If opened to app developers, Apple's Touch ID could give another authentication option to agencies looking to manage mobile devices, especially if other smartphone manufacturers follow suit.
Apple’s new iPhone 5s arrives with a feature that could be of interest to government users: a fingerprint scanner built into the home button. Called Touch ID, the scanner stores encrypted fingerprint data on the phone — as opposed to on an Apple server — and separate from other data and software in an isolated area of the phone’s A7 chip.
The company is touting the Touch ID as a convenient way to unlock the phone or conduct transactions on Apple’s online stores without having to deal with PINs and passwords. But that extra layer of security also could come in handy for government and other public-sector employees who need to use two-factor authentication.
In the federal government, that second factor often is an ID card such as the Personal Identity Verification card at civilian agencies and the Common Access Card in the military. But it’s the rare mobile device that has an ID card reader, and vendors and the National Institute of Standards and Technology have been looking for alternatives.
NIST just released FIPS 201-2, the latest version of the Federal Information Processing Standard for PIV cards, which allows for PIV credentials to be used in a variety of forms factors with mobile devices. And last year, the agency — in concert with the FBI and Homeland Security Department — developed specifications to allow biometric data sharing among mobile devices, published as Special Publication 500-288.
Whether Apple’s Touch ID can work within public-sector security platforms remains to be seen. Although Apple has yet to open its platform to app developers at banks, security providers and payment companies that have expressed interest, according to the Wall Street Journal, Touch ID adds another authentication option for mobile devices, whether agency-issued or BYOD. Agencies have been going mobile for some time, buying iPhones, Androids and BlackBerrys, while working on policies that would allow employees to use personal devices on the job.
An effective fingerprint reader could help. And if Apple’s proves to be effective, it’s likely that other device-makers will follow. Motorola included a fingerprint scanner in 2011’s ATRIX 4G though it failed to catch on. But at least one Android device reportedly will include fingerprint scanning when it’s released later this year.
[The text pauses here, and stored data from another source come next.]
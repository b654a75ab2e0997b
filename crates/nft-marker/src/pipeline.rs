//! Marker generation state machine:
//! `Validating -> Analyzing -> Extracting -> Encoding -> Publishing -> Done`.

use crate::analyzer::FeatureAnalyzer;
use crate::codec::{encode_feature_set, encode_image_set, encode_multiscale_set};
use crate::config::MarkerConfig;
use crate::metrics::{
    MetricsSink, NoopMetrics, GENERATION_COUNT, GENERATION_FAILED, GENERATION_TIME_MS,
};
use crate::publish::{ArtifactBytes, MarkerArtifact, PublishFs, Publisher, StdFs};
use crate::validate::{decode_validated, validate_marker_id, validate_view_dimensions};
use crate::MarkerError;
use nft_marker_cache::{Cache, Fingerprint, JsonFileCache};
use nft_marker_core::{
    enhance_contrast, multiscale_features, AnalysisResult, GrayImageView, MultiScaleFeatures,
    QualityVerdict,
};
use serde::{Deserialize, Serialize};
use std::fmt;
use std::path::{Path, PathBuf};
use std::sync::Arc;
use std::time::{Duration, Instant};

#[cfg(feature = "tracing")]
use tracing::instrument;

/// Fewer level-0 features than this yields [`GenerationWarning::FewFeatures`].
pub const FEW_FEATURES_THRESHOLD: usize = 20;

#[derive(Clone, Copy, Debug, PartialEq, Eq, Hash, Serialize, Deserialize)]
#[serde(rename_all = "lowercase")]
pub enum PipelineStage {
    Validating,
    Analyzing,
    Extracting,
    Encoding,
    Publishing,
    Done,
    Failed,
}

impl PipelineStage {
    pub const fn as_str(self) -> &'static str {
        match self {
            Self::Validating => "validating",
            Self::Analyzing => "analyzing",
            Self::Extracting => "extracting",
            Self::Encoding => "encoding",
            Self::Publishing => "publishing",
            Self::Done => "done",
            Self::Failed => "failed",
        }
    }
}

impl fmt::Display for PipelineStage {
    fn fmt(&self, f: &mut fmt::Formatter<'_>) -> fmt::Result {
        f.write_str(self.as_str())
    }
}

/// Where the source image comes from.
#[derive(Clone, Debug)]
pub enum MarkerSource {
    /// Image file; fingerprinted by path, modification time and size.
    Path(PathBuf),
    /// In-memory image; fingerprinted by `reference` and a content digest.
    /// `reference` is also what the `.iset` records as the source.
    Bytes { data: Vec<u8>, reference: String },
}

impl MarkerSource {
    pub fn path(path: impl Into<PathBuf>) -> Self {
        Self::Path(path.into())
    }

    pub fn bytes(data: impl Into<Vec<u8>>, reference: impl Into<String>) -> Self {
        Self::Bytes {
            data: data.into(),
            reference: reference.into(),
        }
    }

    /// Reference written into the image/metadata set.
    pub fn reference(&self) -> String {
        match self {
            Self::Path(path) => path.to_string_lossy().into_owned(),
            Self::Bytes { reference, .. } => reference.clone(),
        }
    }

    fn load(&self) -> Result<(Vec<u8>, Fingerprint), MarkerError> {
        match self {
            Self::Path(path) => {
                let read_err = |source| MarkerError::SourceRead {
                    path: path.clone(),
                    source,
                };
                let fingerprint = Fingerprint::for_file(path).map_err(read_err)?;
                let data = std::fs::read(path).map_err(read_err)?;
                Ok((data, fingerprint))
            }
            Self::Bytes { data, reference } => {
                Ok((data.clone(), Fingerprint::for_bytes(reference, data)))
            }
        }
    }
}

/// Advisory findings; generation still succeeds.
#[derive(Clone, Debug, PartialEq, Serialize, Deserialize)]
#[serde(tag = "kind", rename_all = "snake_case")]
pub enum GenerationWarning {
    /// The image rated poor or fair; tracking may be unreliable.
    LowQuality {
        verdict: QualityVerdict,
        contrast: f64,
    },
    /// The full-resolution pass found few feature points.
    FewFeatures { count: usize, minimum: usize },
}

impl fmt::Display for GenerationWarning {
    fn fmt(&self, f: &mut fmt::Formatter<'_>) -> fmt::Result {
        match self {
            Self::LowQuality { verdict, contrast } => {
                write!(f, "low image quality: {verdict} (contrast {contrast:.1})")
            }
            Self::FewFeatures { count, minimum } => {
                write!(f, "only {count} feature points (recommended at least {minimum})")
            }
        }
    }
}

/// Outcome of one successful generation.
#[derive(Clone, Debug, PartialEq, Serialize, Deserialize)]
pub struct GenerationResult {
    pub marker_id: String,
    pub artifact: MarkerArtifact,
    /// Statistics of the source image (before any contrast enhancement).
    pub analysis: AnalysisResult,
    /// `min(contrast / 90, 1)`.
    pub quality_score: f32,
    pub generation_time: Duration,
    pub feature_counts_per_level: Vec<usize>,
    pub target_dpi: f32,
    /// Extraction ran on a contrast-stretched copy.
    pub contrast_enhanced: bool,
    pub warnings: Vec<GenerationWarning>,
}

impl GenerationResult {
    pub fn total_features(&self) -> usize {
        self.feature_counts_per_level.iter().sum()
    }

    pub fn is_low_quality(&self) -> bool {
        self.analysis.quality_verdict.is_low()
    }
}

/// Convert an `image::GrayImage` into the lightweight core view type.
pub fn gray_view(img: &::image::GrayImage) -> GrayImageView<'_> {
    GrayImageView {
        width: img.width() as usize,
        height: img.height() as usize,
        data: img.as_raw(),
    }
}

/// Generates markers under one storage root.
///
/// Cheap to share behind an `Arc`; concurrent calls for different marker ids
/// only contend on the analysis cache. Regenerating the same id concurrently
/// must be serialized by the caller.
pub struct MarkerGenerator {
    storage_root: PathBuf,
    cache: Arc<dyn Cache<Fingerprint, AnalysisResult>>,
    metrics: Arc<dyn MetricsSink>,
    publisher: Publisher,
}

impl fmt::Debug for MarkerGenerator {
    fn fmt(&self, f: &mut fmt::Formatter<'_>) -> fmt::Result {
        f.debug_struct("MarkerGenerator")
            .field("storage_root", &self.storage_root)
            .field("publisher", &self.publisher)
            .finish_non_exhaustive()
    }
}

impl MarkerGenerator {
    /// JSON-file cache under `{storage_root}/nft_cache`, no metrics, real
    /// filesystem.
    pub fn new(storage_root: impl Into<PathBuf>) -> Self {
        let storage_root = storage_root.into();
        let cache = JsonFileCache::<AnalysisResult>::under_storage_root(&storage_root);
        Self {
            publisher: Publisher::new(&storage_root, Arc::new(StdFs)),
            cache: Arc::new(cache),
            metrics: Arc::new(NoopMetrics),
            storage_root,
        }
    }

    pub fn with_cache(mut self, cache: Arc<dyn Cache<Fingerprint, AnalysisResult>>) -> Self {
        self.cache = cache;
        self
    }

    pub fn with_metrics(mut self, metrics: Arc<dyn MetricsSink>) -> Self {
        self.metrics = metrics;
        self
    }

    pub fn with_fs(mut self, fs: Arc<dyn PublishFs>) -> Self {
        self.publisher = Publisher::new(&self.storage_root, fs);
        self
    }

    pub fn storage_root(&self) -> &Path {
        &self.storage_root
    }

    /// Where marker `id` is (or would be) published.
    pub fn locate(&self, id: &str) -> MarkerArtifact {
        self.publisher.locate(id)
    }

    /// Validate, analyze, extract, encode and publish one marker.
    #[cfg_attr(
        feature = "tracing",
        instrument(level = "info", skip(self, source, config), fields(marker_id = %marker_id))
    )]
    pub fn generate_marker(
        &self,
        source: &MarkerSource,
        marker_id: &str,
        config: &MarkerConfig,
    ) -> Result<GenerationResult, MarkerError> {
        let started = Instant::now();
        let outcome = self.run_source(source, marker_id, config, started);
        self.record(marker_id, started, outcome)
    }

    /// Same as [`Self::generate_marker`] for an already decoded image.
    ///
    /// Dimension limits still apply. `source_ref` goes into the `.iset`.
    pub fn generate_from_gray(
        &self,
        img: &GrayImageView<'_>,
        fingerprint: &Fingerprint,
        source_ref: &str,
        marker_id: &str,
        config: &MarkerConfig,
    ) -> Result<GenerationResult, MarkerError> {
        let started = Instant::now();
        let outcome = self
            .validate(marker_id, config)
            .and_then(|()| {
                validate_view_dimensions(img.width, img.height, config)?;
                self.produce(img, fingerprint, source_ref, marker_id, config, started)
            });
        self.record(marker_id, started, outcome)
    }

    /// Delete a published marker. Returns `false` when there was none.
    pub fn remove_marker(&self, marker_id: &str) -> Result<bool, MarkerError> {
        validate_marker_id(marker_id)?;
        let removed = self.publisher.remove(marker_id)?;
        if removed {
            log::info!("removed marker {marker_id}");
        }
        Ok(removed)
    }

    fn validate(&self, marker_id: &str, config: &MarkerConfig) -> Result<(), MarkerError> {
        enter(marker_id, PipelineStage::Validating);
        validate_marker_id(marker_id)?;
        config.validate()?;
        Ok(())
    }

    fn run_source(
        &self,
        source: &MarkerSource,
        marker_id: &str,
        config: &MarkerConfig,
        started: Instant,
    ) -> Result<GenerationResult, MarkerError> {
        self.validate(marker_id, config)?;
        let (data, fingerprint) = source.load()?;
        let img = decode_validated(&data, config)?;
        drop(data);
        let reference = source.reference();
        self.produce(&gray_view(&img), &fingerprint, &reference, marker_id, config, started)
    }

    /// Everything after validation.
    fn produce(
        &self,
        img: &GrayImageView<'_>,
        fingerprint: &Fingerprint,
        source_ref: &str,
        marker_id: &str,
        config: &MarkerConfig,
        started: Instant,
    ) -> Result<GenerationResult, MarkerError> {
        enter(marker_id, PipelineStage::Analyzing);
        let analyzer = FeatureAnalyzer::new(Arc::clone(&self.cache), Arc::clone(&self.metrics));
        let analysis = analyzer.analyze(fingerprint, img);
        let mut warnings = Vec::new();
        if analysis.quality_verdict.is_low() {
            log::warn!(
                "{marker_id}: {} image quality (contrast {:.1})",
                analysis.quality_verdict,
                analysis.contrast
            );
            warnings.push(GenerationWarning::LowQuality {
                verdict: analysis.quality_verdict,
                contrast: analysis.contrast,
            });
        }

        enter(marker_id, PipelineStage::Extracting);
        let enhanced = (config.auto_enhance_contrast && analysis.quality_verdict.is_low()).then(
            || {
                log::debug!(
                    "{marker_id}: stretching contrast by {} around {:.1}",
                    config.contrast_factor,
                    analysis.average_brightness
                );
                enhance_contrast(
                    img,
                    analysis.average_brightness,
                    f64::from(config.contrast_factor),
                )
            },
        );
        let view = enhanced.as_ref().map_or(*img, |e| e.view());
        let features = multiscale_features(&view, config.pyramid_levels, config.feature_density);
        let base_count = features.base().map_or(0, |l| l.points.len());
        if base_count < FEW_FEATURES_THRESHOLD {
            log::warn!("{marker_id}: only {base_count} feature points at full resolution");
            warnings.push(GenerationWarning::FewFeatures {
                count: base_count,
                minimum: FEW_FEATURES_THRESHOLD,
            });
        }

        enter(marker_id, PipelineStage::Encoding);
        let target_dpi = config.target_dpi();
        let bytes = encode_artifacts(img, &features, target_dpi, config, source_ref)?;

        enter(marker_id, PipelineStage::Publishing);
        let artifact = self.publisher.publish(marker_id, &bytes)?;

        let result = GenerationResult {
            marker_id: marker_id.to_owned(),
            artifact,
            analysis,
            quality_score: analysis.quality_score(),
            generation_time: started.elapsed(),
            feature_counts_per_level: features.counts(),
            target_dpi,
            contrast_enhanced: enhanced.is_some(),
            warnings,
        };
        enter(marker_id, PipelineStage::Done);
        Ok(result)
    }

    fn record(
        &self,
        marker_id: &str,
        started: Instant,
        outcome: Result<GenerationResult, MarkerError>,
    ) -> Result<GenerationResult, MarkerError> {
        match &outcome {
            Ok(result) => {
                self.metrics.increment(GENERATION_COUNT);
                let ms = u64::try_from(started.elapsed().as_millis()).unwrap_or(u64::MAX);
                self.metrics.add(GENERATION_TIME_MS, ms);
                log::info!(
                    "generated marker {marker_id}: {} features over {} levels, quality {:.2} in {} ms",
                    result.total_features(),
                    result.feature_counts_per_level.len(),
                    result.quality_score,
                    ms
                );
            }
            Err(e) => {
                self.metrics.increment(GENERATION_FAILED);
                log::debug!("{marker_id}: {}", PipelineStage::Failed);
                log::warn!("marker {marker_id} failed while {}: {e}", e.stage());
            }
        }
        outcome
    }
}

fn enter(marker_id: &str, stage: PipelineStage) {
    log::debug!("{marker_id}: {stage}");
}

fn encode_artifacts(
    img: &GrayImageView<'_>,
    features: &MultiScaleFeatures,
    target_dpi: f32,
    config: &MarkerConfig,
    source_ref: &str,
) -> Result<ArtifactBytes, MarkerError> {
    let base = features.base().map_or(&[][..], |l| l.points.as_slice());
    Ok(ArtifactBytes {
        feature_set: encode_feature_set(
            img.width,
            img.height,
            target_dpi,
            config.feature_density,
            base,
        )?,
        multiscale_feature_set: encode_multiscale_set(features)?,
        image_metadata_set: encode_image_set(
            img.width,
            img.height,
            target_dpi,
            features.total(),
            source_ref,
        )?,
    })
}

/// One-shot generation with the default JSON-file cache and no metrics.
pub fn generate_marker(
    storage_root: impl Into<PathBuf>,
    source: &MarkerSource,
    marker_id: &str,
    config: &MarkerConfig,
) -> Result<GenerationResult, MarkerError> {
    MarkerGenerator::new(storage_root).generate_marker(source, marker_id, config)
}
Of course, the critical question is how well Apple’s fingerprint scanner works. The website ReadWrite reports that the new Home button sits inside a circular ring that detects a finger and tells the scanner to get to work. The scanner takes a 500-pixel-per-inch image of the sub-epidermal layers of the skin and analyzes micro points in the fingerprint to confirm authentication.
Touch ID can scan more than one finger from a user, as well as scan multiple users for shared devices. Apple also says it can read fingerprints from any angle.
The technology is likely more secure than a four-digit PIN but, as Forbes reports, it’s still best used as an additional, rather than sole, authentication step. For one thing, it’s new, so users should be wary of trusting it off the bat. For another, hackers have found ways to defeat fingerprint protections. Forbes notes that a stolen phone would be covered with the user’s fingerprints and that researchers have found ways of lifting those fingerprints and then using them to fool the scanner.
But public-sector users are likely to be using two-factors anyway. And if the iPhone 5s is a sign that biometrics are moving to smartphones, it gives them another option, even if it will be a while before that option can be fully trusted.